Comcast's New Half-Assed Answer To Netflix Is No Answer At All

from the learn-to-compete dept

So far, legacy cable operators have crafted an ingenious, two-pronged response to the rising threat of internet video competition. One, mindlessly raise programming and equipment rental rates (since we all know that traditional cable TV is a cash cow that will live forever). Two, pretend to be innovative. This latter part doesn't have to consist of much; you have to do just enough to make it look like you give a shit about television's evolution, like offer a sloppy Hulu clone under your own brand, or launch a "me too" streaming service with so many caveats to make it largely useless.

That's apparently Comcast's MO with the launch of its new creatively named "Stream" internet video streaming service. According to the company's announcement, Comcast's Stream service will offer users a handful of channels (including HBO) with ads, for $15 a month. The biggest caveats: you can only use the service if you're a Comcast "Xfinity" broadband customer, and you can only use the service while at home on your Comcast Wi-Fi connection. It's yet another cable industry attempt to keep cord-cutters in house by offering them something that looks like innovation, but falls well short of the mark.

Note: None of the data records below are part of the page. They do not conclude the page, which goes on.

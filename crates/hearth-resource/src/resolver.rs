use crate::{Bundle, ResourceError};
use std::fmt;
use std::fs::File;
use std::io::{self, Cursor, Read};
use std::path::Path;
use tracing::{debug, warn};
use url::Url;

/// Where a resolved resource came from.
#[derive(Debug, Clone, Copy, PartialEq, Eq)]
pub enum Strategy {
    Url,
    Filesystem,
    Bundled,
}

impl fmt::Display for Strategy {
    fn fmt(&self, f: &mut fmt::Formatter<'_>) -> fmt::Result {
        match self {
            Strategy::Url => write!(f, "url"),
            Strategy::Filesystem => write!(f, "filesystem"),
            Strategy::Bundled => write!(f, "bundled"),
        }
    }
}

pub(crate) fn format_strategies(strategies: &[Strategy]) -> String {
    strategies
        .iter()
        .map(ToString::to_string)
        .collect::<Vec<_>>()
        .join(", ")
}

/// An open, readable resource.
///
/// The underlying handle is released when the `Resource` is dropped.
pub struct Resource {
    name: String,
    strategy: Strategy,
    reader: Box<dyn Read + Send>,
}

impl Resource {
    pub fn new(name: &str, strategy: Strategy, reader: Box<dyn Read + Send>) -> Self {
        Self {
            name: name.to_owned(),
            strategy,
            reader,
        }
    }

    pub fn name(&self) -> &str {
        &self.name
    }

    pub fn strategy(&self) -> Strategy {
        self.strategy
    }

    /// Read the remainder of the stream into memory.
    pub fn into_bytes(mut self) -> io::Result<Vec<u8>> {
        let mut buf = Vec::new();
        self.reader.read_to_end(&mut buf)?;
        Ok(buf)
    }
}

impl Read for Resource {
    fn read(&mut self, buf: &mut [u8]) -> io::Result<usize> {
        self.reader.read(buf)
    }
}

impl fmt::Debug for Resource {
    fn fmt(&self, f: &mut fmt::Formatter<'_>) -> fmt::Result {
        f.debug_struct("Resource")
            .field("name", &self.name)
            .field("strategy", &self.strategy)
            .finish_non_exhaustive()
    }
}

/// Opens URL resources for the resolver.
pub trait UrlFetcher: Send + Sync {
    fn fetch(&self, url: &Url) -> Result<Box<dyn Read + Send>, ResourceError>;
}

/// Fetches `http`/`https` URLs with `ureq` and opens `file:` URLs locally.
pub struct HttpFetcher {
    agent: ureq::Agent,
}

impl HttpFetcher {
    pub fn new() -> Self {
        Self {
            agent: ureq::Agent::new_with_defaults(),
        }
    }

    fn get(&self, url: &Url) -> Result<Vec<u8>, ResourceError> {
        let resp = match self.agent.get(url.as_str()).call() {
            Ok(r) => r,
            Err(ureq::Error::StatusCode(code)) => {
                return Err(ResourceError::Http(format!("HTTP {code} for {url}")));
            }
            Err(e) => return Err(ResourceError::Http(e.to_string())),
        };

        let mut reader = resp.into_body().into_reader();
        let mut body = Vec::new();
        reader
            .read_to_end(&mut body)
            .map_err(|e| ResourceError::Http(e.to_string()))?;
        Ok(body)
    }
}

impl Default for HttpFetcher {
    fn default() -> Self {
        Self::new()
    }
}

impl UrlFetcher for HttpFetcher {
    fn fetch(&self, url: &Url) -> Result<Box<dyn Read + Send>, ResourceError> {
        match url.scheme() {
            "http" | "https" => {
                debug!("GET {url}");
                Ok(Box::new(Cursor::new(self.get(url)?)))
            }
            "file" => {
                let path = url.to_file_path().map_err(|()| ResourceError::InvalidUrl {
                    url: url.to_string(),
                    reason: "not a local file path".to_owned(),
                })?;
                let file = File::open(&path).map_err(|source| ResourceError::Read {
                    path: path.clone(),
                    source,
                })?;
                Ok(Box::new(file))
            }
            other => Err(ResourceError::UnsupportedScheme(other.to_owned())),
        }
    }
}

/// Locates resources by trying, in order: URL, filesystem path, bundled default.
///
/// The URL strategy is only attempted for names containing a `:`. Failures in
/// the URL strategy are logged at debug level and never propagated; the next
/// strategy is tried instead. If nothing matches the result is
/// [`ResourceError::NotFound`].
pub struct ResourceResolver {
    fetcher: Box<dyn UrlFetcher>,
    bundle: Bundle,
}

impl ResourceResolver {
    pub fn new(bundle: Bundle) -> Self {
        Self::with_fetcher(Box::new(HttpFetcher::new()), bundle)
    }

    pub fn with_fetcher(fetcher: Box<dyn UrlFetcher>, bundle: Bundle) -> Self {
        Self { fetcher, bundle }
    }

    pub fn bundle(&self) -> Bundle {
        self.bundle
    }

    pub fn resolve(&self, name: &str) -> Result<Resource, ResourceError> {
        let mut attempted = Vec::with_capacity(3);

        if name.contains(':') {
            attempted.push(Strategy::Url);
            match self.open_url(name) {
                Ok(reader) => return Ok(Resource::new(name, Strategy::Url, reader)),
                Err(e) => debug!("'{name}' is not a reachable URL: {e}"),
            }
        }

        attempted.push(Strategy::Filesystem);
        let path = Path::new(name);
        if path.is_file() {
            let file = File::open(path).map_err(|source| ResourceError::Read {
                path: path.to_path_buf(),
                source,
            })?;
            return Ok(Resource::new(name, Strategy::Filesystem, Box::new(file)));
        }

        attempted.push(Strategy::Bundled);
        if let Some(contents) = self.bundle.get(name) {
            return Ok(Resource::new(
                name,
                Strategy::Bundled,
                Box::new(Cursor::new(contents)),
            ));
        }

        warn!(
            "failed to locate resource '{name}', tried {}",
            format_strategies(&attempted)
        );
        Err(ResourceError::NotFound {
            name: name.to_owned(),
            attempted,
        })
    }

    fn open_url(&self, name: &str) -> Result<Box<dyn Read + Send>, ResourceError> {
        let url = Url::parse(name).map_err(|e| ResourceError::InvalidUrl {
            url: name.to_owned(),
            reason: e.to_string(),
        })?;
        self.fetcher.fetch(&url)
    }
}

Comcast and other cable operators are obsessed with the false belief that you can create such wonderful, amazing walled gardens that traditional cable users will somehow be impervious to obscene pricing and will never want to leave. That's the mindset behind the industry's TV Everywhere initiative, and it's a mindset on proud display here. But when you actually look at the pricing and value proposition on display, it's pretty clear where Comcast still thinks it can steer users:
"Here’s some quick math: Comcast sells Internet at different prices in different markets, but right now a basic broadband-only subscription in its home market of Philadelphia is $67 a month. Add in the cost of Stream and you’re up to $82 a month. But Comcast sells a basic TV + Broadband package, including HBO, for $45 a month. You will want to read the fine print when you compare the two offers.** But you might reasonably conclude that Comcast would still rather sell you cable TV than Web TV."
Gosh, yes, you might just reasonably conclude that. Comcast (like all cable operators) is stuck between a rock and a hard place. If it offers a truly disruptive, well-priced internet streaming service, it will start heavily cannibalizing all of the customers currently paying an arm and a leg for traditional television. The answer? Cable will have to do the unthinkable and begin competing on price, offering traditional cable TV and streaming capabilities and a better bundle price. Yes, the reduction in quarterly revenues is going to make investors and executives cry over their lattes, but it's a smarter play over the long haul than responding to fleeing, cost-conscious customers with the inept one-two punch of yet more rate hikes and the pretense of innovation.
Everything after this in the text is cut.